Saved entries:
|---|
//! Context store — two independent key→context maps with TTL eviction.
//!
//! The maps are guarded by `tokio::sync::RwLock` so fetch-or-create from
//! message handlers and the periodic sweep never race on the map structure.
//! Context fields are only mutated inside [`ContextStore::with_context`],
//! which holds the write lock for the duration of a synchronous closure and
//! never across an `.await`.

use std::collections::HashMap;
use std::sync::Arc;
use std::time::Duration;

use chrono::{DateTime, Utc};
use serde::{Deserialize, Serialize};
use tokio::sync::RwLock;
use tracing::{debug, info};

use crate::context::{ContextKey, ConversationContext, Namespace};

type ContextMap = HashMap<ContextKey, ConversationContext>;

/// Sizing and eviction limits applied by the store.
#[derive(Debug, Clone)]
pub struct StorePolicy {
    /// Entries kept per context
    pub max_history: usize,
    /// TTL for contexts without a direct exchange
    pub base_ttl: Duration,
    /// TTL for active conversations
    pub active_ttl: Duration,
}

impl Default for StorePolicy {
    fn default() -> Self {
        Self {
            max_history: 30,
            base_ttl: Duration::from_secs(30 * 60),
            active_ttl: Duration::from_secs(2 * 60 * 60),
        }
    }
}

/// Context counts per namespace.
#[derive(Debug, Clone, Copy, Default, PartialEq, Eq, Serialize, Deserialize)]
pub struct ContextCounts {
    pub users: usize,
    pub posts: usize,
}

/// What a single sweep removed.
#[derive(Debug, Clone, Copy, Default, PartialEq, Eq, Serialize, Deserialize)]
pub struct SweepReport {
    pub users_evicted: usize,
    pub posts_evicted: usize,
}

impl SweepReport {
    pub fn total(&self) -> usize {
        self.users_evicted + self.posts_evicted
    }
}

/// Owned, non-durable store of user and post contexts for one bot.
pub struct ContextStore {
    users: RwLock<ContextMap>,
    posts: RwLock<ContextMap>,
    policy: StorePolicy,
}

impl ContextStore {
    pub fn new(policy: StorePolicy) -> Self {
        Self {
            users: RwLock::new(HashMap::new()),
            posts: RwLock::new(HashMap::new()),
            policy,
        }
    }

    pub fn policy(&self) -> &StorePolicy {
        &self.policy
    }

    fn map(&self, namespace: Namespace) -> &RwLock<ContextMap> {
        match namespace {
            Namespace::User => &self.users,
            Namespace::Post => &self.posts,
        }
    }

    /// Fetch-or-create a context and return a snapshot of it.
    ///
    /// A non-empty `topic_hint` overwrites the stored topic of an existing
    /// context; the history is left alone. Either way the context counts as
    /// used and its interaction time is refreshed.
    pub async fn get_or_create(
        &self,
        namespace: Namespace,
        key: &ContextKey,
        topic_hint: Option<&str>,
    ) -> ConversationContext {
        self.with_context(namespace, key, topic_hint, |ctx| ctx.clone())
            .await
    }

    /// Fetch-or-create a context, then mutate it in place.
    ///
    /// Same creation and topic semantics as [`ContextStore::get_or_create`].
    /// The closure runs under the namespace's write lock, so it must not
    /// block.
    pub async fn with_context<R>(
        &self,
        namespace: Namespace,
        key: &ContextKey,
        topic_hint: Option<&str>,
        f: impl FnOnce(&mut ConversationContext) -> R,
    ) -> R {
        let hint = topic_hint
            .map(str::trim)
            .filter(|t| !t.is_empty())
            .map(str::to_string);

        let mut map = self.map(namespace).write().await;
        let mut created = false;
        let ctx = map.entry(key.clone()).or_insert_with(|| {
            created = true;
            ConversationContext::new(hint.clone())
        });

        if created {
            debug!(%namespace, key = %key, "Created conversation context");
        } else {
            if let Some(topic) = hint {
                ctx.topic = Some(topic);
            }
            ctx.touch();
        }
        f(ctx)
    }

    /// Append a turn to a context (creating it if it was evicted meanwhile).
    pub async fn append(
        &self,
        namespace: Namespace,
        key: &ContextKey,
        role: chatmux_core::Role,
        content: &str,
    ) {
        let max_history = self.policy.max_history;
        self.with_context(namespace, key, None, |ctx| {
            ctx.push(role, content, max_history)
        })
        .await;
    }

    /// Read a context without refreshing it.
    pub async fn get(&self, namespace: Namespace, key: &ContextKey) -> Option<ConversationContext> {
        self.map(namespace).read().await.get(key).cloned()
    }

    /// Refresh a context's interaction time. Returns `false` if absent.
    pub async fn touch(&self, namespace: Namespace, key: &ContextKey) -> bool {
        match self.map(namespace).write().await.get_mut(key) {
            Some(ctx) => {
                ctx.touch();
                true
            }
            None => false,
        }
    }

    /// Evict every context idle for longer than its TTL at `now`.
    pub async fn sweep(&self, now: DateTime<Utc>) -> SweepReport {
        SweepReport {
            users_evicted: self.sweep_namespace(Namespace::User, now).await,
            posts_evicted: self.sweep_namespace(Namespace::Post, now).await,
        }
    }

    async fn sweep_namespace(&self, namespace: Namespace, now: DateTime<Utc>) -> usize {
        let base_ttl = to_chrono(self.policy.base_ttl);
        let active_ttl = to_chrono(self.policy.active_ttl);

        let mut map = self.map(namespace).write().await;
        let before = map.len();
        map.retain(|_, ctx| !ctx.is_expired(now, base_ttl, active_ttl));
        before - map.len()
    }

    /// Number of live contexts in each namespace.
    pub async fn count_active(&self) -> ContextCounts {
        ContextCounts {
            users: self.users.read().await.len(),
            posts: self.posts.read().await.len(),
        }
    }

    /// Run [`ContextStore::sweep`] on a fixed interval until the task is aborted.
    pub fn spawn_sweeper(self: &Arc<Self>, interval: Duration) -> tokio::task::JoinHandle<()> {
        let store = Arc::clone(self);
        tokio::spawn(async move {
            let mut ticker = tokio::time::interval(interval);
            // The first tick fires immediately; nothing to evict yet.
            ticker.tick().await;

            loop {
                ticker.tick().await;
                let report = store.sweep(Utc::now()).await;
                let counts = store.count_active().await;
                if report.total() > 0 {
                    info!(
                        users_evicted = report.users_evicted,
                        posts_evicted = report.posts_evicted,
                        users = counts.users,
                        posts = counts.posts,
                        "Evicted stale conversation contexts"
                    );
                } else {
                    debug!(users = counts.users, posts = counts.posts, "Context sweep");
                }
            }
        })
    }
}

impl Default for ContextStore {
    fn default() -> Self {
        Self::new(StorePolicy::default())
    }
}

fn to_chrono(d: Duration) -> chrono::Duration {
    chrono::Duration::from_std(d).unwrap_or_else(|_| chrono::Duration::days(36_500))
}

#[cfg(test)]
mod tests {
    use super::*;
    use chatmux_core::Role;

    fn key(subject: i64) -> ContextKey {
        ContextKey::new(-100500, subject, "Ava")
    }

    #[tokio::test]
    async fn creates_fresh_context_with_hint() {
        let store = ContextStore::default();
        let ctx = store
            .get_or_create(Namespace::Post, &key(1), Some("price increase"))
            .await;
        assert!(ctx.history.is_empty());
        assert_eq!(ctx.message_count, 0);
        assert!(!ctx.is_active_conversation);
        assert_eq!(ctx.topic.as_deref(), Some("price increase"));
    }

    #[tokio::test]
    async fn topic_hint_overrides_without_touching_history() {
        let store = ContextStore::default();
        let k = key(7);
        store
            .get_or_create(Namespace::Post, &k, Some("first guess"))
            .await;
        store.append(Namespace::Post, &k, Role::User, "post body").await;
        let before = store.get(Namespace::Post, &k).await.unwrap();

        tokio::time::sleep(Duration::from_millis(5)).await;
        let after = store
            .get_or_create(Namespace::Post, &k, Some("corrected topic"))
            .await;

        assert_eq!(after.topic.as_deref(), Some("corrected topic"));
        assert_eq!(after.history, before.history);
        assert_eq!(after.message_count, before.message_count);
        assert!(after.last_interaction > before.last_interaction);
    }

    #[tokio::test]
    async fn empty_hint_keeps_existing_topic() {
        let store = ContextStore::default();
        let k = key(8);
        store.get_or_create(Namespace::User, &k, Some("weather")).await;
        let ctx = store.get_or_create(Namespace::User, &k, Some("  ")).await;
        assert_eq!(ctx.topic.as_deref(), Some("weather"));
        let ctx = store.get_or_create(Namespace::User, &k, None).await;
        assert_eq!(ctx.topic.as_deref(), Some("weather"));
    }

    #[tokio::test]
    async fn namespaces_are_disjoint() {
        let store = ContextStore::default();
        let k = key(3);
        store.append(Namespace::User, &k, Role::User, "hi").await;
        assert!(store.get(Namespace::Post, &k).await.is_none());
        assert_eq!(
            store.count_active().await,
            ContextCounts { users: 1, posts: 0 }
        );
    }

    #[tokio::test]
    async fn keys_do_not_bleed_across_bots() {
        let store = ContextStore::default();
        let ava = ContextKey::new(1, 2, "Ava");
        let max = ContextKey::new(1, 2, "Max");
        store.append(Namespace::User, &ava, Role::User, "for Ava").await;
        let ctx = store.get_or_create(Namespace::User, &max, None).await;
        assert!(ctx.history.is_empty());
    }

    #[tokio::test]
    async fn append_respects_history_bound() {
        let store = ContextStore::new(StorePolicy {
            max_history: 5,
            ..StorePolicy::default()
        });
        let k = key(4);
        for i in 0..12 {
            store
                .append(Namespace::User, &k, Role::User, &format!("m{i}"))
                .await;
        }
        let ctx = store.get(Namespace::User, &k).await.unwrap();
        assert_eq!(ctx.history.len(), 5);
        assert_eq!(ctx.history[0].content, "m7");
        assert_eq!(ctx.message_count, 12);
    }

    #[tokio::test]
    async fn inactive_context_evicted_after_base_ttl_only() {
        let store = ContextStore::default();
        let k = key(10);
        store.get_or_create(Namespace::Post, &k, None).await;
        let t0 = store.get(Namespace::Post, &k).await.unwrap().last_interaction;

        let report = store.sweep(t0 + chrono::Duration::minutes(29)).await;
        assert_eq!(report.total(), 0);
        let report = store.sweep(t0 + chrono::Duration::minutes(30)).await;
        assert_eq!(report.total(), 0, "TTL boundary itself is not expired");

        let report = store.sweep(t0 + chrono::Duration::minutes(31)).await;
        assert_eq!(report.posts_evicted, 1);
        assert!(store.get(Namespace::Post, &k).await.is_none());
    }

    #[tokio::test]
    async fn active_context_survives_base_ttl() {
        let store = ContextStore::default();
        let k = key(11);
        store
            .with_context(Namespace::User, &k, None, |ctx| ctx.mark_active())
            .await;
        let t0 = store.get(Namespace::User, &k).await.unwrap().last_interaction;

        let report = store.sweep(t0 + chrono::Duration::minutes(31)).await;
        assert_eq!(report.total(), 0);
        let report = store.sweep(t0 + chrono::Duration::minutes(119)).await;
        assert_eq!(report.total(), 0);

        let report = store.sweep(t0 + chrono::Duration::minutes(121)).await;
        assert_eq!(report.users_evicted, 1);
        assert_eq!(store.count_active().await, ContextCounts::default());
    }

    #[tokio::test]
    async fn touch_refreshes_only_existing_contexts() {
        let store = ContextStore::default();
        assert!(!store.touch(Namespace::User, &key(12)).await);
        store.get_or_create(Namespace::User, &key(12), None).await;
        assert!(store.touch(Namespace::User, &key(12)).await);
    }

    #[tokio::test(flavor = "multi_thread", worker_threads = 4)]
    async fn concurrent_creates_and_sweeps() {
        let store = Arc::new(ContextStore::default());
        let mut handles = Vec::new();

        for worker in 0..8i64 {
            let store = store.clone();
            handles.push(tokio::spawn(async move {
                for i in 0..50i64 {
                    let k = ContextKey::new(worker, i, "Ava");
                    store.append(Namespace::User, &k, Role::User, "hello").await;
                    store.get_or_create(Namespace::Post, &k, Some("topic")).await;
                }
            }));
        }
        let sweeper = {
            let store = store.clone();
            tokio::spawn(async move {
                for _ in 0..50 {
                    // Nothing is old enough to evict yet.
                    store.sweep(Utc::now()).await;
                    tokio::task::yield_now().await;
                }
            })
        };

        for h in handles {
            h.await.unwrap();
        }
        sweeper.await.unwrap();

        assert_eq!(
            store.count_active().await,
            ContextCounts {
                users: 400,
                posts: 400
            }
        );
    }

    #[tokio::test(start_paused = true)]
    async fn sweeper_task_keeps_fresh_contexts() {
        let store = Arc::new(ContextStore::default());
        store.get_or_create(Namespace::User, &key(1), None).await;

        let handle = store.spawn_sweeper(Duration::from_secs(60));
        tokio::time::sleep(Duration::from_secs(181)).await;
        // Wall-clock time hasn't moved, so nothing is stale.
        assert_eq!(store.count_active().await.users, 1);
        handle.abort();
    }

    #[tokio::test]
    async fn sweeper_task_evicts_untouched_contexts() {
        let store = Arc::new(ContextStore::new(StorePolicy {
            max_history: 30,
            base_ttl: Duration::from_millis(20),
            active_ttl: Duration::from_millis(20),
        }));
        store.get_or_create(Namespace::User, &key(1), None).await;
        store.get_or_create(Namespace::Post, &key(2), Some("rates")).await;

        let handle = store.spawn_sweeper(Duration::from_millis(10));
        let deadline = tokio::time::Instant::now() + Duration::from_secs(5);
        while store.count_active().await != ContextCounts::default() {
            assert!(tokio::time::Instant::now() < deadline, "sweeper never evicted");
            tokio::time::sleep(Duration::from_millis(10)).await;
        }
        handle.abort();
    }
}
|---|
> WHAT THE TASK ASKS
Which lines in the records above contain the word "before"? Copy each one.

> RESULT FOR THIS EXERCISE
        let before = map.len();
        before - map.len()
        let before = store.get(Namespace::Post, &k).await.unwrap();
        assert_eq!(after.history, before.history);
        assert_eq!(after.message_count, before.message_count);
        assert!(after.last_interaction > before.last_interaction);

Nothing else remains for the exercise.